One of the things that we hear quite a lot when people talk about the future of energy supply in this country is the need for a ‘smart grid’ which will enable use to be made of a range of energy sources at different times. The theory goes that this will work perfectly with renewable energy. Let’s say on a given day it is very windy in Scotland and the windfarms are all producing nicely. With a smart grid, we can shut down all those nasty coal burning power stations and let the wind power us for a while and then when it dies back down, crank them back up again. But hang on, its now sunny down in the south of England, let’s take all the lovely electricity from those solar farms and use that instead! Keep the coal for another day when the sun don’t shine and the wind don’t blow.
You may be surprised to hear that this type of operation is firmly established in Britain and has been for some time. There is an HQ somewhere in Great Britain (its a secret location-I assume because of potential terrorist threats) that analyses where load is coming from and responding to it accordingly. They even keep a copy of Radio Times to hand for those infamous load spikes once Corrie or Easties has finished. They also keep a close eye on the weather forecast for the exact reasons that I’ve suggested above. This seems to be a rare example where we are actually ahead of our time and not shouting from the rooftops about it.

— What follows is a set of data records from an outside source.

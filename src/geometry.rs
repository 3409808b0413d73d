//! Pixel geometry shared by the render surface and the export handlers.

/// A rectangle defined in pixel coordinates.
///
/// Used to place scaled content inside an export canvas.
#[derive(Debug, Clone, Copy, PartialEq, Eq, Default)]
pub struct RectPx {
    /// X offset from the left edge of the canvas
    pub x: u32,
    /// Y offset from the top edge of the canvas
    pub y: u32,
    /// Width of the rectangle
    pub width: u32,
    /// Height of the rectangle
    pub height: u32,
}

impl RectPx {
    /// Creates a new rectangle with the given position and dimensions.
    pub fn new(x: u32, y: u32, width: u32, height: u32) -> Self {
        Self { x, y, width, height }
    }

    /// Creates a rectangle starting at origin (0, 0) with the given dimensions.
    pub fn from_size(size: SizePx) -> Self {
        Self {
            x: 0,
            y: 0,
            width: size.width,
            height: size.height,
        }
    }

    /// Returns the right edge coordinate (x + width).
    pub fn right(&self) -> u32 {
        self.x + self.width
    }

    /// Returns the bottom edge coordinate (y + height).
    pub fn bottom(&self) -> u32 {
        self.y + self.height
    }
}

/// A 2D size in pixel units.
#[derive(Debug, Clone, Copy, PartialEq, Eq, Hash, Default)]
pub struct SizePx {
    pub width: u32,
    pub height: u32,
}

impl SizePx {
    pub fn new(width: u32, height: u32) -> Self {
        Self { width, height }
    }

    pub fn square(side: u32) -> Self {
        Self::new(side, side)
    }

    /// Returns true if width equals height.
    pub fn is_square(&self) -> bool {
        self.width == self.height
    }

    /// Length of the shorter side.
    pub fn min_side(&self) -> u32 {
        self.width.min(self.height)
    }

    /// Multiplies both sides by an integer factor, or `None` on overflow.
    pub fn scaled(&self, factor: u32) -> Option<Self> {
        Some(Self::new(
            self.width.checked_mul(factor)?,
            self.height.checked_mul(factor)?,
        ))
    }
}

/// Fits `source` into a `side x side` square, preserving its aspect ratio.
///
/// The content fills the longer axis and is centered on the shorter one.
pub fn letterbox(source: SizePx, side: u32) -> RectPx {
    if source.width == 0 || source.height == 0 {
        return RectPx::from_size(SizePx::square(side));
    }

    let aspect = source.width as f32 / source.height as f32;
    let side_f = side as f32;

    if aspect > 1.0 {
        let draw_height = side_f / aspect;
        let offset_y = (side_f - draw_height) / 2.0;
        RectPx::new(0, offset_y.round() as u32, side, draw_height.round().max(1.0) as u32)
    } else {
        let draw_width = side_f * aspect;
        let offset_x = (side_f - draw_width) / 2.0;
        RectPx::new(offset_x.round() as u32, 0, draw_width.round().max(1.0) as u32, side)
    }
}
//! Wasm module lifecycle core.
//!
//! Plugs the wasm subsystem into a block-oriented host application and
//! owns the parts of its lifecycle with real invariants to protect:
//!
//! - **Config resolution** ([`config`], [`flags`]): merges defaults with
//!   loosely-typed host option sources into an immutable [`WasmConfig`].
//! - **Compatibility gating** ([`compat`]): refuses to start when the
//!   loaded wasm VM does not match the version this binary was built
//!   against.
//! - **Schema migrations** ([`migrations`]): ordered, gap-checked,
//!   exactly-once application of stored-state migrations across upgrades.
//! - **Genesis bridging** ([`genesis`]): import/export between opaque
//!   blobs and the module's typed state snapshot.
//! - **Composition** ([`module`]): the [`ModuleDescriptor`] binding the
//!   above behind the host's fixed lifecycle surface.
//!
//! The keeper's business logic, the host's execution pipeline, and wire
//! codecs are external collaborators reached through the narrow traits in
//! these modules.
//!
//! # Example
//!
//! ```
//! use std::sync::Arc;
//! use wasm_module::compat::{CompatError, RuntimeVersionProvider, StaticManifest};
//! use wasm_module::genesis::{AcceptAllValidator, GenesisBridge};
//! use wasm_module::migrations::MigrationStep;
//! use wasm_module::module::{InMemoryConfigurator, MigrationProvider, ModuleDescriptor};
//!
//! struct IdentitySteps;
//! impl MigrationProvider for IdentitySteps {
//!     fn step(&self, _from_version: u64) -> Option<MigrationStep> {
//!         Some(Box::new(|state| Ok(state)))
//!     }
//! }
//!
//! struct VmStub;
//! impl RuntimeVersionProvider for VmStub {
//!     fn runtime_version(&self) -> Result<String, CompatError> {
//!         Ok("1.5.2".to_string())
//!     }
//! }
//!
//! let module = ModuleDescriptor::new(
//!     GenesisBridge::new(Box::new(AcceptAllValidator)),
//!     Box::new(IdentitySteps),
//!     Arc::new(StaticManifest::baked()),
//!     Arc::new(VmStub),
//! );
//! let mut registry = InMemoryConfigurator::new();
//! module.register_services(&mut registry).unwrap();
//! ```

pub mod compat;
pub mod config;
pub mod flags;
pub mod genesis;
pub mod migrations;
pub mod module;
pub mod types;

// Re-export the main surface at the crate root for convenience.
pub use compat::{
    chain_preconditions, check_runtime_compatibility, BuildManifestReader, CompatError,
    DependencyInfo, Precondition, RuntimeVersionProvider, StaticManifest,
};
pub use config::{resolve_config, ConfigError, MapSource, OptionSource, OptionValue, WasmConfig};
pub use genesis::{GenesisBridge, GenesisError, GenesisState, SubsystemValidator};
pub use migrations::{MigrationError, MigrationSequencer, MigrationStep};
pub use module::{
    InMemoryConfigurator, MigrationProvider, ModuleConfigurator, ModuleDescriptor,
    SimulationGenerators, WeightedOperation, CONSENSUS_VERSION, MODULE_NAME,
};
pub use types::{ModuleState, ParticipantUpdate, Params};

So you may ask, “Why are we not making more of this and putting loads more industrial scale renewable energy systems on the grid?” Well, its happening, at a faster pace than ever before. But it is worth putting a little note of caution. As you know, I am a convinced renewable energy guy and have thrown my lot in with this, but I would like to exporess a note of sympathy with my esteemed associated from the nation’s DNOs. What’s a DNO? They are Distribution Network Operators and they are responsible for the supply of your electricity and maintaining the mains network from which this comes. They are the people responsible for deciding what should and shouldn’t be allowed to put electricity onto the grid. They are cautious and rightly so. If electricity generation sources are connected up willy-nilly it will result in black-outs, unsustainable supply and probably a few deaths by electrocution. Electricity is not something that anyone should be playing with.
I have just completed my training for testing SSEG (Small Scale Electricity Generation) under g59/2-1 electrical requirements. I mention it because I thought I knew a fair bit about electricity distribution but I now realise there is a lot I don’t know-the DNOs have a big responsibility. However, I hope that BEC and other construction companies will be able to work closely with the DNOs to make the smart grid even smarter.